Situ had a trial at Newcastle United and scored a goal in his debut in a reserves match 5–0 win over Gateshead Reserves.

=== Swansea City===
Situ agreed a two-year deal with Swansea on 31 August 2011 signing for an initial fee of £250,000. Several weeks later, FIFA announced that international clearance would not be granted for Situ. As a result, Lens loaned him out to Swansea for the 2011 portion of the season and, on 10 January 2012, announced that it had reached an agreement with Swansea on a permanent deal.

On 25 September 2012, Situ was an unused substitute in Swansea's 3–2 win over Crawley Town in the League Cup.
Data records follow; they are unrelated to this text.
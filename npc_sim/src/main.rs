//! NPC Tools Simulator CLI
//!
//! Place dummy cars and pedestrians without a viewer: replay a session
//! script or a list of poses against one tool and report what it published.

use clap::Parser;
use npc_core::{ObjectVariant, PoseEvent, PropertyKey, ToolProperties};
use npc_env::{ToolContext, Transport};
use npc_sim::{
    JsonLinesTransport, RecordingTransport, SessionError, SessionExport, SessionReport,
    SessionScript, SimContext, ToolSession,
};
use std::sync::Arc;
use std::time::Duration;
use tracing::{error, info, Level};
use tracing_subscriber::FmtSubscriber;

/// Dummy object tool simulator
#[derive(Parser, Debug)]
#[command(name = "npc-sim")]
#[command(about = "Replay dummy car/pedestrian placements for the NPC simulator", long_about = None)]
struct Args {
    /// Tool variant (car, pedestrian); overrides the script's variant
    #[arg(short = 'V', long)]
    variant: Option<ObjectVariant>,

    /// Topic to publish on
    #[arg(short, long)]
    topic: Option<String>,

    /// Fixed frame reported by the host
    #[arg(short, long, default_value = "map")]
    frame: String,

    /// X standard deviation for initial pose [m]
    #[arg(long)]
    std_dev_x: Option<f64>,

    /// Y standard deviation for initial pose [m]
    #[arg(long)]
    std_dev_y: Option<f64>,

    /// Z standard deviation for initial pose [m]
    #[arg(long)]
    std_dev_z: Option<f64>,

    /// Theta standard deviation for initial pose [rad]
    #[arg(long)]
    std_dev_theta: Option<f64>,

    /// Z position for initial pose [m]
    #[arg(short, long)]
    z: Option<f64>,

    /// Forward velocity [m/s]
    #[arg(long, allow_hyphen_values = true)]
    velocity: Option<f64>,

    /// JSON file with tool properties
    #[arg(long)]
    config: Option<String>,

    /// Pose to confirm as x,y,theta (repeatable)
    #[arg(short, long = "pose", allow_hyphen_values = true)]
    poses: Vec<PoseEvent>,

    /// Virtual seconds between consecutive --pose confirmations
    #[arg(long, default_value = "1.0")]
    interval: f64,

    /// Session script (JSON) to replay instead of --pose
    #[arg(short = 'S', long)]
    script: Option<String>,

    /// Seed for identifiers and clock (0 = random, logged)
    #[arg(short, long, default_value = "0")]
    seed: u64,

    /// Verbose output
    #[arg(short, long)]
    verbose: bool,

    /// Print every published message as a JSON line on stdout
    #[arg(long)]
    json: bool,

    /// Export placed objects to a JSON file
    #[arg(long)]
    export: Option<String>,
}

impl Args {
    /// Applies the command-line property overrides (clamped like panel edits).
    fn apply_overrides(&self, props: &mut ToolProperties) -> Result<(), npc_core::ToolError> {
        if let Some(topic) = &self.topic {
            props.set(PropertyKey::Topic, topic.as_str().into())?;
        }
        let floats = [
            (PropertyKey::StdDevX, self.std_dev_x),
            (PropertyKey::StdDevY, self.std_dev_y),
            (PropertyKey::StdDevZ, self.std_dev_z),
            (PropertyKey::StdDevTheta, self.std_dev_theta),
            (PropertyKey::PositionZ, self.z),
            (PropertyKey::Velocity, self.velocity),
        ];
        for (key, value) in floats {
            if let Some(v) = value {
                props.set(key, v.into())?;
            }
        }
        Ok(())
    }
}

fn run_session<T: Transport>(
    script: &SessionScript,
    properties: ToolProperties,
    context: Arc<SimContext>,
    transport: Arc<T>,
) -> Result<SessionReport, SessionError> {
    let mut session = ToolSession::new(script.variant, properties, context, transport)?;
    Ok(session.run(&script.events))
}

fn fail(msg: impl std::fmt::Display) -> ! {
    eprintln!("Error: {}", msg);
    std::process::exit(1);
}

fn main() {
    let args = Args::parse();

    // Initialize logging (stderr, so --json output stays clean)
    let level = if args.verbose { Level::DEBUG } else { Level::INFO };
    let subscriber = FmtSubscriber::builder()
        .with_max_level(level)
        .with_writer(std::io::stderr)
        .finish();
    tracing::subscriber::set_global_default(subscriber)
        .expect("Failed to set tracing subscriber");

    // Build the script
    let mut script = match &args.script {
        Some(path) => SessionScript::load(path).unwrap_or_else(|e| fail(e)),
        None => {
            if args.poses.is_empty() {
                fail("nothing to do, pass --pose x,y,theta or --script <file>");
            }
            let interval = Duration::try_from_secs_f64(args.interval)
                .unwrap_or_else(|e| fail(format!("--interval {}: {}", args.interval, e)));
            SessionScript::from_poses(
                args.variant.unwrap_or(ObjectVariant::Car),
                &args.poses,
                interval,
            )
        }
    };
    if let Some(variant) = args.variant {
        script.variant = variant;
    }

    // Properties: config file, else script, else defaults; then CLI overrides
    let mut properties = match &args.config {
        Some(path) => ToolProperties::load(path).unwrap_or_else(|e| fail(e)),
        None => script.properties.clone().unwrap_or_default(),
    };
    if let Err(e) = args.apply_overrides(&mut properties) {
        fail(e);
    }

    let context = Arc::new(if args.seed == 0 {
        SimContext::from_entropy()
    } else {
        SimContext::new(args.seed)
    });
    context.set_fixed_frame(args.frame.clone());

    info!("NPC Tools Simulator v{}", env!("CARGO_PKG_VERSION"));
    info!(
        "variant={} topic={} frame={} seed={}",
        script.variant,
        properties.topic,
        args.frame,
        context.seed()
    );

    let result = if args.json {
        let transport = Arc::new(JsonLinesTransport::new(std::io::stdout()));
        run_session(&script, properties, context.clone(), transport)
    } else {
        let transport = Arc::new(RecordingTransport::new());
        run_session(&script, properties, context.clone(), transport)
    };
    let report = result.unwrap_or_else(|e| fail(e));

    for (object, topic) in report.objects.iter().zip(&report.topics) {
        let topic = topic.as_deref().unwrap_or("<unbound>");
        let pose = object.pose();
        info!(
            "  {} on {} at ({:.3}, {:.3}, {:.3}) yaw={:.3}",
            object.id,
            topic,
            pose.position.x,
            pose.position.y,
            pose.position.z,
            pose.yaw()
        );
    }
    info!(
        "{} object(s) built, {} published",
        report.objects.len(),
        report.published
    );

    if let Some(export_path) = &args.export {
        let mut export = SessionExport::new(script.variant, context.seed());
        for (object, topic) in report.objects.iter().zip(&report.topics) {
            export.add_object(object, topic.as_deref());
        }
        export.finalize(report.published, report.errors.clone());

        if let Err(e) = export.write_to_file(export_path) {
            error!("Failed to write export: {:?}", e);
        } else {
            info!("Exported {} objects to {}", export.objects.len(), export_path);
        }
    }

    // Exit with proper code for scripted use
    if !report.errors.is_empty() {
        for e in &report.errors {
            error!("  - {}", e);
        }
        std::process::exit(1);
    }
    if report.published < report.objects.len() as u64 {
        error!(
            "{} object(s) were not published",
            report.objects.len() as u64 - report.published
        );
        std::process::exit(1);
    }
}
On 13 November 2012, Situ ruptured his Achilles in a 2–1 defeat to Cardiff City Under-21s. After nearly a year out, Situ returned to the Swansea City Under-21s squad on 4 November 2013. Darnell left the Swans at the end of the 2014 season without making a senior appearance.

=== AGF Aarhus===
On 18 August 2014, Situ signed a one-year deal with AGF on a free transfer.

==International career==
Situ has represented and captained several of French national youth sides, which include the under-16, under-17, and, most recently, the under-18 team. With the under-16s, Situ made ten appearances, scoring two goals. With the under-17 team, he was designated as captain and tasked with the challenge of qualifying for the 2009 UEFA European Under-17 Football Championship. Situ led the team to qualification while appearing in 17 of the 19 total matches contested, scoring three goals against England in the Algarve Cup, Belarus in qualification for under-17 competition, and against Switzerland in the tournament itself. France was eliminated in the group stage portion of the tournament following their loss to Italy.

Situ joined the under-18 team in August 2009, as an underage player, playing with his elder peers at the SBS Cup in the Japanese prefecture of Shizuoka. He finished the 2009–10 under-18 campaign with nine caps and one goal, which came against Denmark.